Performance and scaling

As implemented, this protocol requires 7N+4 writes. The 7N comes from: 3 for each item record for locking, making the change, and unlocking, 2 more saving and deleting each item's old image, and 2 more for each item to add each request to the TX record and later verify the TX record state. The extra 4 are to create the TX record, one to commit, one to mark it as finalized, and one to clean up. If desired, the transaction can be deleted instead of being marked as complete. This analysis assumes that each request in the transaction is an update to existing items. The algorithm is cheaper for obtaining read locks and inserting new items, since in these cases the old item images do not need to be saved.

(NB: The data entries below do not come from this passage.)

/*  ************************************************************

    QR-Logo: http://qrlogo.kaarposoft.dk

    Copyright (C) 2011-2018 Henrik Kaare Poulsen

    Licensed under the Apache License, Version 2.0 (the "License");
    you may not use this file except in compliance with the License.
    You may obtain a copy of the License at

     http://www.apache.org/licenses/LICENSE-2.0

    Unless required by applicable law or agreed to in writing, software
    distributed under the License is distributed on an "AS IS" BASIS,
    WITHOUT WARRANTIES OR CONDITIONS OF ANY KIND, either express or implied.
    See the License for the specific language governing permissions and
    limitations under the License.

    ************************************************************ */


//  ************************************************************
//! Select the mask pattern with the lowest penalty
//!
//! All 8 mask patterns are applied to a copy of the unmasked matrix
//! (with matching format information) and scored with the four
//! penalty rules of ISO 18004.
//! With the `parallel` feature the candidates are scored on the rayon
//! thread pool; the result is the same as the sequential evaluation.
//  ************************************************************

#[cfg(feature = "parallel")]
use rayon::prelude::*;

use log::{debug, trace};

use super::matrix::Matrix;
use super::ErrorCorrectionLevel;


pub const N_MASKS: u8 = 8;

const PENALTY_N1: u32 = 3;
const PENALTY_N2: u32 = 3;
const PENALTY_N3: u32 = 40;
const PENALTY_N4: u32 = 10;


//  ************************************************************
/// Penalty points of a masked matrix, per rule
//  ************************************************************

#[derive(Clone, Copy, Debug, Default, PartialEq, Eq)]
pub struct Penalty {
    pub adjacent: u32,
    pub blocks: u32,
    pub ratio: u32,
    pub dark: u32,
}

impl Penalty {
    pub fn total(&self) -> u32 {
        self.adjacent + self.blocks + self.ratio + self.dark
    }
}


//  ************************************************************
/// A masked matrix and its penalty
//  ************************************************************

#[derive(Clone, Debug)]
pub struct Candidate {
    pub mask: u8,
    pub penalty: Penalty,
    pub matrix: Matrix,
}


//  ************************************************************
/// Apply `mask` and format information to a copy of `unmasked` and score it
//  ************************************************************

pub fn candidate(unmasked: &Matrix, ec: ErrorCorrectionLevel, mask: u8) -> Candidate {
    let mut matrix = unmasked.clone();
    matrix.apply_mask(mask);
    matrix.set_format(ec, mask);
    let penalty = penalty(&matrix);
    trace!("candidate: mask={} {:?} total={}", mask, penalty, penalty.total());
    Candidate { mask, penalty, matrix }
}


//  ************************************************************
/// All 8 candidates, ordered by mask id
//  ************************************************************

#[cfg(feature = "parallel")]
pub fn evaluate(unmasked: &Matrix, ec: ErrorCorrectionLevel) -> Vec<Candidate> {
    (0..N_MASKS).into_par_iter().map(|mask| candidate(unmasked, ec, mask)).collect()
}

#[cfg(not(feature = "parallel"))]
pub fn evaluate(unmasked: &Matrix, ec: ErrorCorrectionLevel) -> Vec<Candidate> {
    (0..N_MASKS).map(|mask| candidate(unmasked, ec, mask)).collect()
}


//  ************************************************************
/// Index of the lowest total; the first one wins ties
//  ************************************************************

pub fn best_index(totals: &[u32]) -> usize {
    let mut best = 0;
    for (i, &t) in totals.iter().enumerate() {
        if t < totals[best] {
            best = i;
        }
    }
    best
}


//  ************************************************************
/// Masked matrix with the lowest penalty, and its mask id
//  ************************************************************

pub fn select(unmasked: &Matrix, ec: ErrorCorrectionLevel) -> (Matrix, u8) {
    let mut candidates = evaluate(unmasked, ec);
    let totals: Vec<u32> = candidates.iter().map(|c| c.penalty.total()).collect();
    let best = best_index(&totals);
    debug!("select: penalties={:?} best mask={}", totals, best);
    let chosen = candidates.swap_remove(best);
    (chosen.matrix, chosen.mask)
}


//  ************************************************************

pub fn penalty(matrix: &Matrix) -> Penalty {
    let lines = lines(matrix);
    Penalty {
        adjacent: lines.iter().map(|l| penalty_adjacent(l)).sum(),
        blocks: penalty_blocks(matrix),
        ratio: lines.iter().map(|l| penalty_ratio(l)).sum(),
        dark: penalty_dark(matrix),
    }
}

/// All rows followed by all columns
fn lines(matrix: &Matrix) -> Vec<Vec<bool>> {
    let n = matrix.get_dim();
    let rows = (0..n).map(|y| (0..n).map(|x| matrix.get(x, y)).collect());
    let cols = (0..n).map(|x| (0..n).map(|y| matrix.get(x, y)).collect());
    rows.chain(cols).collect()
}

/// Run lengths of equally colored modules as (dark, length)
fn runs(line: &[bool]) -> Vec<(bool, usize)> {
    let mut runs: Vec<(bool, usize)> = Vec::new();
    for &dark in line {
        match runs.last_mut() {
            Some((color, len)) if *color == dark => *len += 1,
            _ => runs.push((dark, 1)),
        }
    }
    runs
}


//  ************************************************************
/// Calculate penalty for adjacent modules in row/column in same color
///
/// # Feature:
/// Adjacent modules in row/column in same color
///
/// # Evaluation condition:
/// No. of modules = (5 + i)
///
/// # Points:
/// N1 + i
//  ************************************************************

pub fn penalty_adjacent(line: &[bool]) -> u32 {
    runs(line).iter().filter(|(_, n)| *n >= 5).map(|(_, n)| PENALTY_N1 + (*n as u32 - 5)).sum()
}


//  ************************************************************
/// Calculate penalty for block of modules in same color
///
/// # Feature:
/// Block of modules in same color
///
/// # Evaluation condition:
/// Block size = 2 * 2
///
/// # Points:
/// N2 for every (possibly overlapping) 2x2 block
//  ************************************************************

pub fn penalty_blocks(matrix: &Matrix) -> u32 {
    let n = matrix.get_dim();
    let mut p = 0;
    for y in 0..n - 1 {
        for x in 0..n - 1 {
            let c = matrix.get(x, y);
            if matrix.get(x + 1, y) == c && matrix.get(x, y + 1) == c && matrix.get(x + 1, y + 1) == c {
                p += PENALTY_N2;
            }
        }
    }
    p
}


//  ************************************************************
/// Calculate penalty for 1:1:3:1:1 ratio (dark:light:dark:light:dark) pattern in row/column
///
/// # Feature:
/// 1:1:3:1:1 ratio (dark:light:dark:light:dark) pattern in row/column,
/// preceded or followed by light area 4 modules wide
///
/// # Evaluation condition:
/// Existence of the pattern; the area outside the symbol counts as light
///
/// # Points:
/// N3
//  ************************************************************

pub fn penalty_ratio(line: &[bool]) -> u32 {
    let mut runs = runs(line);
    // Quiet zone on both sides
    match runs.first_mut() {
        Some((false, len)) => *len += 4,
        _ => runs.insert(0, (false, 4)),
    }
    match runs.last_mut() {
        Some((false, len)) => *len += 4,
        _ => runs.push((false, 4)),
    }
    let mut points = 0;
    for w in runs.windows(7) {
        if w[0].0 {
            continue;
        }
        let k = w[1].1;
        let core = w[2].1 == k && w[3].1 == 3 * k && w[4].1 == k && w[5].1 == k;
        if core && (w[0].1 >= 4 * k || w[6].1 >= 4 * k) {
            points += PENALTY_N3;
        }
    }
    points
}


//  ************************************************************
/// Calculate penalty for proportion of dark modules in entire symbol
///
/// # Feature:
/// Proportion of dark modules in entire symbol
///
/// # Evaluation condition:
/// 50 +/- (5*k)% to 50 +/- (5*(k+1))%
///
/// # Points:
/// N4 x k
//  ************************************************************

pub fn penalty_dark(matrix: &Matrix) -> u32 {
    let n = matrix.get_dim();
    let total = n * n;
    let dark = matrix.n_dark();
    let k = (20 * dark).abs_diff(10 * total) / total;
    k as u32 * PENALTY_N4
}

The protocol will scale to any transaction rate, thanks to DynamoDB's behind-the-scenes partitioning. Two unrelated transactions do not interfere with one another. The table of TX records can be indexed using a hash key, which provides nearly unlimited scaling.

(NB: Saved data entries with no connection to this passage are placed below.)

/*  ************************************************************

    QR-Logo: http://qrlogo.kaarposoft.dk

    Copyright (C) 2011-2018 Henrik Kaare Poulsen

    Licensed under the Apache License, Version 2.0 (the "License");
    you may not use this file except in compliance with the License.
    You may obtain a copy of the License at

     http://www.apache.org/licenses/LICENSE-2.0

    Unless required by applicable law or agreed to in writing, software
    distributed under the License is distributed on an "AS IS" BASIS,
    WITHOUT WARRANTIES OR CONDITIONS OF ANY KIND, either express or implied.
    See the License for the specific language governing permissions and
    limitations under the License.

    ************************************************************ */


//  ************************************************************
//! Logging backend (logging to stdout or browser console)
//  ************************************************************

//!
//! The crate logs through the `log` facade.
//! This module provides a small backend, so that binaries, tests and
//! the browser get output without pulling in a logging framework.
//!
//! The following `LOG_LEVEL`s are defined:
//!
//! | LOG_LEVEL | Meaning |
//! | --------- | ------- |
//! | 0         | Log only errors and warnings |
//! | 1         | Log level *info* |
//! | 2         | Log level *debug* |
//! | 3         | Log level *trace* |
//!
//! Release builds are compiled with `release_max_level_debug`,
//! so *trace* messages only exist in debug builds.

use log::{LevelFilter, Log, Metadata, Record};


//  ************************************************************
/// Logger writing to stdout (or the browser console)
//  ************************************************************

struct Logger;

static LOGGER: Logger = Logger;

impl Log for Logger {
    fn enabled(&self, metadata: &Metadata) -> bool {
        metadata.level() <= log::max_level()
    }

    fn log(&self, record: &Record) {
        if !self.enabled(record.metadata()) {
            return;
        }
        emit(record.level(), &format!("{}: {}", record.target(), record.args()));
    }

    fn flush(&self) {}
}

#[cfg(not(all(feature = "wasm", target_arch = "wasm32")))]
fn emit(_level: log::Level, line: &str) {
    println!("{}", line);
}

#[cfg(all(feature = "wasm", target_arch = "wasm32"))]
fn emit(level: log::Level, line: &str) {
    use super::wasm::console;
    match level {
        log::Level::Error => console::error(line),
        log::Level::Warn => console::warn(line),
        _ => console::log(line),
    }
}


//  ************************************************************
/// Map a numeric `LOG_LEVEL` to a `log` level filter
//  ************************************************************

pub fn level_filter(lvl: usize) -> LevelFilter {
    match lvl {
        0 => LevelFilter::Warn,
        1 => LevelFilter::Info,
        2 => LevelFilter::Debug,
        _ => LevelFilter::Trace,
    }
}


//  ************************************************************
/// Install the logger (once) and set the global logging level
//  ************************************************************
///
/// May be called any number of times; if another logger has already
/// been installed, only the level is changed.

pub fn set_loglevel(lvl: usize) {
    // Err only means a logger is already installed
    let _ = log::set_logger(&LOGGER);
    log::set_max_level(level_filter(lvl));
}
/*  ************************************************************

    QR-Logo: http://qrlogo.kaarposoft.dk

    Copyright (C) 2011-2018 Henrik Kaare Poulsen

    Licensed under the Apache License, Version 2.0 (the "License");
    you may not use this file except in compliance with the License.
    You may obtain a copy of the License at

     http://www.apache.org/licenses/LICENSE-2.0

    Unless required by applicable law or agreed to in writing, software
    distributed under the License is distributed on an "AS IS" BASIS,
    WITHOUT WARRANTIES OR CONDITIONS OF ANY KIND, either express or implied.
    See the License for the specific language governing permissions and
    limitations under the License.

    ************************************************************ */


//  ************************************************************
//! QR-Logo: QR codes with a logo in the middle
//!
//! Text is encoded into a QR code symbol (ISO 18004 model 2, versions 1 to 40,
//! numeric, alpha numeric and 8 bit modes), rendered to an RGBA bitmap,
//! and optionally a logo is drawn on a cleared patch in the center.
//!
//! ```no_run
//! use qrlogo::{generate, ErrorCorrectionLevel};
//!
//! let logo = image::open("logo.png").unwrap().to_rgba8();
//! let img = generate("https://example.com", ErrorCorrectionLevel::H, 8, Some(&logo), Some(0.15)).unwrap();
//! img.save("qr.png").unwrap();
//! ```
//  ************************************************************

use std::fmt;
use std::str::FromStr;

use log::info;

pub mod error;
pub mod logging;
pub mod logo;
pub mod mask;
pub mod matrix;
pub mod prng;
pub mod qr;
pub mod qrdecode;
pub mod qrencode;
pub mod reedsolomon;
pub mod render;
#[cfg(feature = "wasm")]
pub mod wasm;

pub use error::{DecodeError, Error, Result};
pub use image::{Rgba, RgbaImage};
pub use logo::LogoOptions;
pub use qrencode::{encode, QrCode};
pub use render::RenderOptions;


//  ************************************************************
/// Mode (Numeric, Alpha Numeric, 8 bit) as defined by ISO 18004
//  ************************************************************
///
/// Defines how text is encoded into the QR code.
/// The value is the 4 bit mode indicator.
///
/// # Note
///
/// We only implement Numeric, Alpha Numeric, and 8 bit.
/// ISO 18004 defines other modes which are not implemented

#[cfg_attr(feature = "wasm", wasm_bindgen::prelude::wasm_bindgen)]
#[repr(u8)]
#[derive(Clone, Copy, Debug, PartialEq, Eq, Hash)]
pub enum Mode {
    Numeric = 1,
    AlphaNumeric = 2,
    EightBit = 4,
}


//  ************************************************************
/// Error Correction Level (L/M/Q/H) as defined by ISO 18004
//  ************************************************************
///
/// The value is the 2 bit indicator used in the format information.

#[cfg_attr(feature = "wasm", wasm_bindgen::prelude::wasm_bindgen)]
#[repr(u8)]
#[derive(Clone, Copy, Debug, PartialEq, Eq, Hash)]
pub enum ErrorCorrectionLevel {
    /// ~ 7% error correction capability
    L = 1,
    /// ~ 15% error correction capability
    M = 0,
    /// ~ 25% error correction capability
    Q = 3,
    /// ~ 30% error correction capability
    H = 2,
}

impl ErrorCorrectionLevel {
    /// All levels, from lowest to highest error correction capability
    pub const ALL: [ErrorCorrectionLevel; 4] =
        [ErrorCorrectionLevel::L, ErrorCorrectionLevel::M, ErrorCorrectionLevel::Q, ErrorCorrectionLevel::H];

    /// Index into tables ordered L, M, Q, H
    pub fn ordinal(self) -> usize {
        match self {
            ErrorCorrectionLevel::L => 0,
            ErrorCorrectionLevel::M => 1,
            ErrorCorrectionLevel::Q => 2,
            ErrorCorrectionLevel::H => 3,
        }
    }
}

impl Default for ErrorCorrectionLevel {
    fn default() -> Self {
        ErrorCorrectionLevel::M
    }
}

impl fmt::Display for ErrorCorrectionLevel {
    fn fmt(&self, f: &mut fmt::Formatter) -> fmt::Result {
        fmt::Debug::fmt(self, f)
    }
}

impl FromStr for ErrorCorrectionLevel {
    type Err = String;

    fn from_str(s: &str) -> std::result::Result<Self, Self::Err> {
        match s {
            "L" | "l" => Ok(ErrorCorrectionLevel::L),
            "M" | "m" => Ok(ErrorCorrectionLevel::M),
            "Q" | "q" => Ok(ErrorCorrectionLevel::Q),
            "H" | "h" => Ok(ErrorCorrectionLevel::H),
            _ => Err(format!("invalid error correction level '{}' (expected L, M, Q or H)", s)),
        }
    }
}


//  ************************************************************
/// Options for `generate_with`
//  ************************************************************

#[derive(Clone, Copy, Debug, Default, PartialEq)]
pub struct Options {
    pub ec: ErrorCorrectionLevel,
    pub render: RenderOptions,
    pub logo: LogoOptions,
}


//  ************************************************************
/// Generate a QR code bitmap for `text`, optionally with a logo
//  ************************************************************
///
/// `logo_fraction` is the share of the symbol area covered by the logo patch;
/// when `None` the default of `LogoOptions` is used.
/// Without a logo, `logo_fraction` is ignored.
///
/// Use `ErrorCorrectionLevel::H` with a logo.

pub fn generate(
    text: &str,
    ec: ErrorCorrectionLevel,
    pixels_per_module: u32,
    logo: Option<&RgbaImage>,
    logo_fraction: Option<f64>,
) -> Result<RgbaImage> {
    let mut options = Options { ec, ..Options::default() };
    options.render.pixels_per_module = pixels_per_module;
    if let Some(fraction) = logo_fraction {
        options.logo.fraction = fraction;
    }
    generate_with(text.as_bytes(), logo, &options)
}


//  ************************************************************
/// Generate a QR code bitmap for `text` with full control of the options
//  ************************************************************

pub fn generate_with(text: &[u8], logo: Option<&RgbaImage>, options: &Options) -> Result<RgbaImage> {
    info!("generate: begin; text.len={} ec={:?} logo={}", text.len(), options.ec, logo.is_some());
    options.render.validate()?;
    if logo.is_some() {
        options.logo.validate()?;
    }
    let code = qrencode::encode(text, options.ec)?;
    let img = render::render(code.matrix(), &options.render)?;
    let img = logo::composite(img, &code, logo, &options.render, &options.logo)?;
    info!("generate: done; version={} mask={} size={}x{}", code.version(), code.mask(), img.width(), img.height());
    Ok(img)
}


//  ************************************************************
#[cfg(test)]
//  ************************************************************

mod tests {
    use super::*;

    #[test]
    fn test_ec_from_str() {
        assert_eq!("h".parse::<ErrorCorrectionLevel>(), Ok(ErrorCorrectionLevel::H));
        assert_eq!("Q".parse::<ErrorCorrectionLevel>(), Ok(ErrorCorrectionLevel::Q));
        assert!("X".parse::<ErrorCorrectionLevel>().is_err());
    }

    #[test]
    fn test_ec_ordinal() {
        for (i, ec) in ErrorCorrectionLevel::ALL.iter().enumerate() {
            assert_eq!(ec.ordinal(), i);
        }
        assert_eq!(ErrorCorrectionLevel::default(), ErrorCorrectionLevel::M);
    }

    #[test]
    fn test_generate_empty() {
        let img = generate("", ErrorCorrectionLevel::M, 4, None, None).unwrap();
        assert_eq!(img.dimensions(), (116, 116));
    }

    #[test]
    fn test_generate_invalid_scale() {
        assert_eq!(generate("abc", ErrorCorrectionLevel::M, 0, None, None), Err(Error::InvalidScale(0)));
        assert_eq!(generate("", ErrorCorrectionLevel::M, 200_000_000, None, None), Err(Error::InvalidScale(200_000_000)));
        assert_eq!(generate("", ErrorCorrectionLevel::M, u32::MAX, None, None), Err(Error::InvalidScale(u32::MAX)));
    }

    #[test]
    fn test_generate_logo_too_large() {
        let logo = RgbaImage::from_pixel(10, 10, Rgba([255, 0, 0, 255]));
        let res = generate("abc", ErrorCorrectionLevel::L, 4, Some(&logo), Some(0.5));
        assert_eq!(res, Err(Error::LogoTooLarge { fraction: 0.5, ceiling: 0.3 }));
    }

    #[test]
    fn test_generate_fraction_without_logo() {
        let plain = generate("abc", ErrorCorrectionLevel::H, 3, None, None).unwrap();
        let ignored = generate("abc", ErrorCorrectionLevel::H, 3, None, Some(0.9)).unwrap();
        assert_eq!(plain, ignored);
    }
}
use crate::error::PreviewError;
use crate::upload::types::ImageFile;

/// Display reference for one queued image.
///
/// Not `Clone`: `release` consumes the handle.
#[derive(Debug, PartialEq, Eq, Hash)]
pub struct PreviewHandle(u64);

impl PreviewHandle {
    pub fn new(id: u64) -> Self {
        Self(id)
    }

    pub fn id(&self) -> u64 {
        self.0
    }
}

/// Creates and frees preview resources for queued files.
///
/// Implementations must hand out a distinct id for every live handle.
pub trait PreviewBackend {
    fn acquire(&mut self, file: &ImageFile) -> Result<PreviewHandle, PreviewError>;

    /// Frees the resource. Anything still displaying it must be gone by now.
    fn release(&mut self, handle: PreviewHandle);
}

/// Previews for hosts that never display them (the terminal shell, tests).
/// Only counts what it hands out.
#[derive(Debug, Default)]
pub struct HeadlessPreviews {
    next_id: u64,
    acquired: usize,
    released: usize,
}

impl HeadlessPreviews {
    pub fn new() -> Self {
        Self::default()
    }

    pub fn acquired(&self) -> usize {
        self.acquired
    }

    pub fn released(&self) -> usize {
        self.released
    }

    pub fn live(&self) -> usize {
        self.acquired - self.released
    }
}

impl PreviewBackend for HeadlessPreviews {
    fn acquire(&mut self, _file: &ImageFile) -> Result<PreviewHandle, PreviewError> {
        self.next_id += 1;
        self.acquired += 1;
        Ok(PreviewHandle::new(self.next_id))
    }

    fn release(&mut self, _handle: PreviewHandle) {
        self.released += 1;
    }
}
use crate::error::PreviewError;
use crate::upload::{ImageFile, PreviewBackend, PreviewHandle};
use eframe::egui::{self, ColorImage, TextureHandle, TextureOptions};
use std::collections::HashMap;

/// Longest edge of a preview thumbnail, in pixels
const THUMBNAIL_SIZE: u32 = 256;

/// Previews backed by egui textures. Releasing a handle drops its texture.
pub struct TexturePreviews {
    ctx: egui::Context,
    textures: HashMap<u64, TextureHandle>,
    next_id: u64,
}

impl TexturePreviews {
    pub fn new(ctx: egui::Context) -> Self {
        Self {
            ctx,
            textures: HashMap::new(),
            next_id: 0,
        }
    }

    pub fn texture(&self, handle: &PreviewHandle) -> Option<&TextureHandle> {
        self.textures.get(&handle.id())
    }
}

impl PreviewBackend for TexturePreviews {
    fn acquire(&mut self, file: &ImageFile) -> Result<PreviewHandle, PreviewError> {
        let img = image::load_from_memory(&file.bytes()[..])
            .map_err(|e| PreviewError::Decode(e.to_string()))?;

        let thumb = img.thumbnail(THUMBNAIL_SIZE, THUMBNAIL_SIZE).to_rgba8();
        let size = [thumb.width() as usize, thumb.height() as usize];
        let pixels = ColorImage::from_rgba_unmultiplied(size, thumb.as_raw());

        self.next_id += 1;
        let id = self.next_id;
        let texture = self
            .ctx
            .load_texture(format!("preview-{}", id), pixels, TextureOptions::LINEAR);
        self.textures.insert(id, texture);

        Ok(PreviewHandle::new(id))
    }

    fn release(&mut self, handle: PreviewHandle) {
        self.textures.remove(&handle.id());
    }
}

As defined, the protocol will not scale to transactions with a large number of update commands. That's because the TX record, which must hold all the update commands, is limited, like any DynamoDB item, to 400KB. One possible fix is to use a hash plus range key for the TX table, where one of the records (say the record with range key zero) is the TX record itself, and the other records in the range represent the items and updates.

Part Two: Isolation

So far, we have not discussed reads. There are several approaches for incorporating read isolation with this algorithm, including ones not covered here. This library provides 3 different read isolation levels:

The simplest approach is just to ignore locks. The problem is that this does not provide isolation: read transactions can see partial writes, and even uncommitted writes which may be rolled back, since the algorithm has to apply changes before commit in order to see if the transaction even can commit.

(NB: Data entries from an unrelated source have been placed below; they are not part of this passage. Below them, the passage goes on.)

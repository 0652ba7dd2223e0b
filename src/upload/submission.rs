use crate::error::{Result, SubmitError};
use crate::notice::Notice;
use crate::upload::types::{ImageFile, RenamedFile, SubmissionRequest};
use async_trait::async_trait;
use reqwest::multipart::{Form, Part};
use serde_json::Value;
use tracing::{debug, info};

const DEFAULT_EXTENSION: &str = "jpg";

/// Name a queued file is uploaded under: `{game_id}_rank_{position}.{ext}`.
pub fn rank_file_name(game_id: &str, position: usize, file: &ImageFile) -> String {
    let ext = file
        .extension()
        .unwrap_or_else(|| DEFAULT_EXTENSION.to_string());
    format!("{}_rank_{}.{}", game_id, position, ext)
}

/// Checks the form and renames the queued files in order.
///
/// Fails with the notice to show when a field is blank or nothing is queued.
pub fn build_request<'a>(
    game_id: &str,
    stage: &str,
    files: impl ExactSizeIterator<Item = &'a ImageFile>,
) -> std::result::Result<SubmissionRequest, Notice> {
    let game_id = game_id.trim();
    let stage = stage.trim();
    if game_id.is_empty() {
        return Err(Notice::MissingGameId);
    }
    if stage.is_empty() {
        return Err(Notice::MissingStage);
    }
    if files.len() == 0 {
        return Err(Notice::EmptyQueue);
    }

    let files = files
        .enumerate()
        .map(|(idx, file)| RenamedFile {
            file_name: rank_file_name(game_id, idx + 1, file),
            mime: file.mime().map(str::to_string),
            bytes: file.bytes().clone(),
        })
        .collect();

    Ok(SubmissionRequest {
        game_id: game_id.to_string(),
        stage: stage.to_string(),
        files,
    })
}

/// Sends a submission and hands back the parsed JSON answer.
#[async_trait]
pub trait Transport: Send + Sync {
    async fn send(&self, request: SubmissionRequest) -> std::result::Result<Value, SubmitError>;
}

/// Multipart `POST {server}/upload` over reqwest
#[derive(Clone)]
pub struct HttpTransport {
    client: reqwest::Client,
    upload_url: String,
}

impl HttpTransport {
    pub fn new(server: &str) -> Result<Self> {
        let client = reqwest::Client::builder().build()?;
        Ok(Self {
            client,
            upload_url: format!("{}/upload", server.trim_end_matches('/')),
        })
    }

    pub fn upload_url(&self) -> &str {
        &self.upload_url
    }

    fn form(request: SubmissionRequest) -> std::result::Result<Form, SubmitError> {
        let mut form = Form::new()
            .text("game_id", request.game_id)
            .text("stage", request.stage);

        for file in request.files {
            let mut part = Part::bytes(file.bytes.to_vec()).file_name(file.file_name);
            if let Some(mime) = &file.mime {
                part = part.mime_str(mime)?;
            }
            form = form.part("files", part);
        }
        Ok(form)
    }
}

#[async_trait]
impl Transport for HttpTransport {
    async fn send(&self, request: SubmissionRequest) -> std::result::Result<Value, SubmitError> {
        info!(
            "Uploading {} files for game {} to {}",
            request.files.len(),
            request.game_id,
            self.upload_url
        );
        let form = Self::form(request)?;

        let response = self
            .client
            .post(&self.upload_url)
            .multipart(form)
            .send()
            .await?;

        let status = response.status();
        if !status.is_success() {
            let body = response.text().await.unwrap_or_default();
            return Err(SubmitError::Status {
                status: status.as_u16(),
                body,
            });
        }

        let body = response.bytes().await?;
        debug!("Received {} byte response", body.len());
        Ok(serde_json::from_slice(&body)?)
    }
}

#[cfg(test)]
mod tests {
    use super::*;

    fn image(name: &str) -> ImageFile {
        ImageFile::with_mime(name, "image/png", vec![7])
    }

    #[test]
    fn test_rename_is_ordered_and_lowercased() {
        let files = vec![image("a.png"), image("b.JPG"), image("c")];
        let request = build_request("G1", "2", files.iter()).unwrap();
        let names: Vec<_> = request.files.iter().map(|f| f.file_name.as_str()).collect();
        assert_eq!(names, vec!["G1_rank_1.png", "G1_rank_2.jpg", "G1_rank_3.jpg"]);
    }

    #[test]
    fn test_fields_are_trimmed() {
        let files = vec![image("a.png")];
        let request = build_request("  G7 ", " 3\n", files.iter()).unwrap();
        assert_eq!(request.game_id, "G7");
        assert_eq!(request.stage, "3");
        assert_eq!(request.files[0].file_name, "G7_rank_1.png");
    }

    #[test]
    fn test_preconditions_checked_in_order() {
        let files = vec![image("a.png")];
        let none: Vec<ImageFile> = Vec::new();

        assert_eq!(
            build_request("  ", "", none.iter()).unwrap_err(),
            Notice::MissingGameId
        );
        assert_eq!(
            build_request("G1", " ", files.iter()).unwrap_err(),
            Notice::MissingStage
        );
        assert_eq!(
            build_request("G1", "1", none.iter()).unwrap_err(),
            Notice::EmptyQueue
        );
    }

    #[test]
    fn test_upload_url_joins_server() {
        let transport = HttpTransport::new("http://127.0.0.1:8008/").unwrap();
        assert_eq!(transport.upload_url(), "http://127.0.0.1:8008/upload");
    }
}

A stronger form of isolation is similar to what DynamoDB offers today: where you are guaranteed to read only committed changes, but without a "consistent cut", meaning that you could read some items from before a transaction commits and other items from after it commits. This is accomplished by taking advantage of the fact that the algorithm saves the old item image away before it applies changes. The item is read directly, without taking a lock, and if the item is marked as locked by another transaction and "applied", then the old item image is read instead. This approach doesn't guarantee that you are returned the latest committed version of the item since the transaction locking the item can be committed, but not unlocked yet. However it avoids the pitfalls of the weakest read consistency style by returning only item states that were committed.

The strongest form of read isolation is use read locks. An easy implementation is to code a read transaction exactly like a write, except that at the conclusion of the transaction you always roll back. This provides full ACID semantics, at the cost of turning reads into relatively expensive writes. Still, it scales, it's simple, and DynamoDB is so fast that this approach will be suitable for many applications.

Limitations

The protocol described here has some problems. These limitations include:

Range queries

There is no provision for locking ranges, so transaction which include range queries are subject to phantom reads. This could be solved by storing locks for specific ranges in a new item with the same hash key value as the range.

Cost

There are cheaper approaches to performing transactions on DynamoDB, but they each come with their own set of limitations in terms of capability. Some approaches rely on a global clock, which is a scaling bottleneck acceptable to some applications, while other approaches do not have the ability to handle bad requests to DynamoDB, or can only be scoped to items in a "parent/child" relationship.